Destanlar çerçevesinde gelişen Türk mitolojisi ise barındırdığı figür ve karakterler ile her zaman araştırmalara konu olmuştur. Hayvanlardan kurt (Börü), geyik, kaplan, deve, at ve bu yazıya konu olan kartal gibi figürler ön plana çıkmıştır. Eski Türk-bozkır toplumlarının yaşamında da önemli bir yere sahip olan bu hayvanların mitolojik metinlerde de ciddi bir yer edinmesi yaşamın mitolojiye etkisi açısından güzel örneklerdendir. Kartal, Türk sanat ve kültür tarihinde dini, astrolojik, hukuki işlevleri olan bir sembol olmuştur.

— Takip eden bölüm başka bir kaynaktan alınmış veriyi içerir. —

//! Venue handlers

use axum::{
    Json,
    extract::{Path, Query, State},
    http::StatusCode,
    response::IntoResponse,
};
use serde_json::json;
use tracing::info;
use uuid::Uuid;

use crate::{
    error::{ApiError, ApiResult},
    middleware::CurrentUser,
    models::{
        PageRequest, Pagination,
        venue::{CreateVenueRequest, NewVenue, UpdateVenueRequest, Venue, VenueQuery},
    },
    state::AppState,
    validation::{
        MAX_ADDRESS_CHARS, MAX_DESCRIPTION_CHARS, MAX_TITLE_CHARS, optional_text, required_text,
        validate_venue_category, validate_venue_images,
    },
};

const DEFAULT_VENUE_LIMIT: u32 = 12;

fn validate_new_venue(payload: CreateVenueRequest, author_id: Uuid) -> ApiResult<NewVenue> {
    let name =
        required_text("Name", &payload.name, MAX_TITLE_CHARS).map_err(ApiError::Validation)?;
    let description = required_text("Description", &payload.description, MAX_DESCRIPTION_CHARS)
        .map_err(ApiError::Validation)?;
    let city = required_text("City", &payload.city, 100).map_err(ApiError::Validation)?;
    let category = validate_venue_category(&payload.category).map_err(ApiError::Validation)?;
    let address = optional_text("Address", payload.address.as_deref(), MAX_ADDRESS_CHARS)
        .map_err(ApiError::Validation)?;
    validate_venue_images(&payload.images, &payload.image_types).map_err(ApiError::Validation)?;

    Ok(NewVenue {
        name,
        description,
        images: payload.images,
        image_types: payload.image_types,
        address,
        city,
        category,
        author_id,
    })
}

fn apply_changes(mut venue: Venue, changes: UpdateVenueRequest) -> ApiResult<Venue> {
    if let Some(name) = changes.name {
        venue.name =
            required_text("Name", &name, MAX_TITLE_CHARS).map_err(ApiError::Validation)?;
    }

    if let Some(description) = changes.description {
        venue.description = required_text("Description", &description, MAX_DESCRIPTION_CHARS)
            .map_err(ApiError::Validation)?;
    }

    if let Some(category) = changes.category {
        venue.category = validate_venue_category(&category).map_err(ApiError::Validation)?;
    }

    if let Some(address) = changes.address {
        venue.address = optional_text("Address", Some(&address), MAX_ADDRESS_CHARS)
            .map_err(ApiError::Validation)?;
    }

    match (changes.images, changes.image_types) {
        (None, None) => {}
        (Some(images), Some(image_types)) => {
            validate_venue_images(&images, &image_types).map_err(ApiError::Validation)?;
            venue.images = images;
            venue.image_types = image_types;
        }
        _ => {
            return Err(ApiError::Validation(
                "Images and image types must be updated together".to_string(),
            ));
        }
    }

    Ok(venue)
}

/// `GET /venues`
pub async fn list_venues(
    State(state): State<AppState>,
    Query(query): Query<VenueQuery>,
) -> ApiResult<impl IntoResponse> {
    let page = PageRequest::new(query.page, query.limit, DEFAULT_VENUE_LIMIT);

    let (venues, total) = state.venue_repository.list(&query, page).await?;

    Ok(Json(json!({
        "venues": venues,
        "pagination": Pagination::new(page, total),
    })))
}

/// `GET /venues/:id`
pub async fn get_venue(
    State(state): State<AppState>,
    Path(id): Path<Uuid>,
) -> ApiResult<impl IntoResponse> {
    let venue = state
        .venue_repository
        .record_view(id)
        .await?
        .ok_or_else(|| ApiError::not_found("Venue"))?;

    Ok(Json(venue))
}

/// `POST /venues`
pub async fn create_venue(
    State(state): State<AppState>,
    CurrentUser(user): CurrentUser,
    Json(payload): Json<CreateVenueRequest>,
) -> ApiResult<impl IntoResponse> {
    let new_venue = validate_new_venue(payload, user.id)?;

    info!("User {} creating venue {:?}", user.id, new_venue.name);

    let venue = state.venue_repository.create(&new_venue).await?;

    Ok((
        StatusCode::CREATED,
        Json(json!({
            "message": "Venue created",
            "venue": venue,
        })),
    ))
}

/// `PUT /venues/:id`
pub async fn update_venue(
    State(state): State<AppState>,
    user: CurrentUser,
    Path(id): Path<Uuid>,
    Json(payload): Json<UpdateVenueRequest>,
) -> ApiResult<impl IntoResponse> {
    let venue = state
        .venue_repository
        .find_by_id(id)
        .await?
        .ok_or_else(|| ApiError::not_found("Venue"))?;

    user.ensure_author(venue.author_id, "edit this venue")?;

    let venue = apply_changes(venue, payload)?;
    let venue = state.venue_repository.update(&venue).await?;

    Ok(Json(json!({
        "message": "Venue updated",
        "venue": venue,
    })))
}

/// `DELETE /venues/:id`
pub async fn delete_venue(
    State(state): State<AppState>,
    user: CurrentUser,
    Path(id): Path<Uuid>,
) -> ApiResult<impl IntoResponse> {
    let venue = state
        .venue_repository
        .find_by_id(id)
        .await?
        .ok_or_else(|| ApiError::not_found("Venue"))?;

    user.ensure_author(venue.author_id, "delete this venue")?;

    state.venue_repository.delete_cascade(id).await?;
    info!("User {} deleted venue {}", user.0.id, id);

    Ok(Json(json!({ "message": "Venue deleted" })))
}

#[cfg(test)]
mod tests {
    use super::*;

    fn request() -> CreateVenueRequest {
        CreateVenueRequest {
            name: " Кафе Пушкин ".to_string(),
            description: "Русская кухня".to_string(),
            images: vec!["img".to_string()],
            image_types: vec!["image/jpeg".to_string()],
            address: Some("  ".to_string()),
            city: "Москва".to_string(),
            category: "Кафе".to_string(),
        }
    }

    #[test]
    fn test_new_venue_is_trimmed() {
        let author = Uuid::new_v4();
        let venue = validate_new_venue(request(), author).unwrap();

        assert_eq!(venue.name, "Кафе Пушкин");
        assert_eq!(venue.address, None);
        assert_eq!(venue.author_id, author);
    }

    #[test]
    fn test_new_venue_rejects_bad_input() {
        let mut unknown_category = request();
        unknown_category.category = "Кофейни".to_string();
        assert!(validate_new_venue(unknown_category, Uuid::new_v4()).is_err());

        let mut mismatched = request();
        mismatched.image_types.clear();
        assert!(validate_new_venue(mismatched, Uuid::new_v4()).is_err());

        let mut no_city = request();
        no_city.city = String::new();
        assert!(validate_new_venue(no_city, Uuid::new_v4()).is_err());
    }

    #[test]
    fn test_images_update_together() {
        let new_venue = validate_new_venue(request(), Uuid::new_v4()).unwrap();
        let now = chrono::Utc::now();
        let venue = Venue {
            id: Uuid::new_v4(),
            name: new_venue.name,
            slug: "кафе-пушкин".to_string(),
            description: new_venue.description,
            images: new_venue.images,
            image_types: new_venue.image_types,
            address: None,
            city: new_venue.city,
            category: new_venue.category,
            author_id: new_venue.author_id,
            upvotes: 0,
            downvotes: 0,
            rating: 0,
            comments_count: 0,
            views_count: 0,
            created_at: now,
            updated_at: now,
        };

        let only_images = UpdateVenueRequest {
            images: Some(vec![]),
            ..Default::default()
        };
        assert!(apply_changes(venue.clone(), only_images).is_err());

        let cleared = apply_changes(
            venue,
            UpdateVenueRequest {
                images: Some(vec![]),
                image_types: Some(vec![]),
                ..Default::default()
            },
        )
        .unwrap();
        assert!(cleared.images.is_empty());
    }
}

Kartaldan Türeyiş Efsaneleri

Yırtıcı Kuş Figürü Yaşar Çoruhlu Türk Mitolojisinin ABCsi

Altay ve Sibirya Türk mitolojisinde kartaldan türeyiş efsaneleri görülmektedir. Sibirya’daki dağınık Türk toplulukları devlet teşkilatından uzak olmaları dolayısıyla başlarında bir kağan yoktur. Bu yüzden Yakut mitolojisinde sosyal statüde kamlar/şamanlar ön plana çıkmaktadır. Güney Türklerinde şaman/kam önemini kaybetmiş ve yerini kağana bırakmışken Yakutlarda durum tam tersidir.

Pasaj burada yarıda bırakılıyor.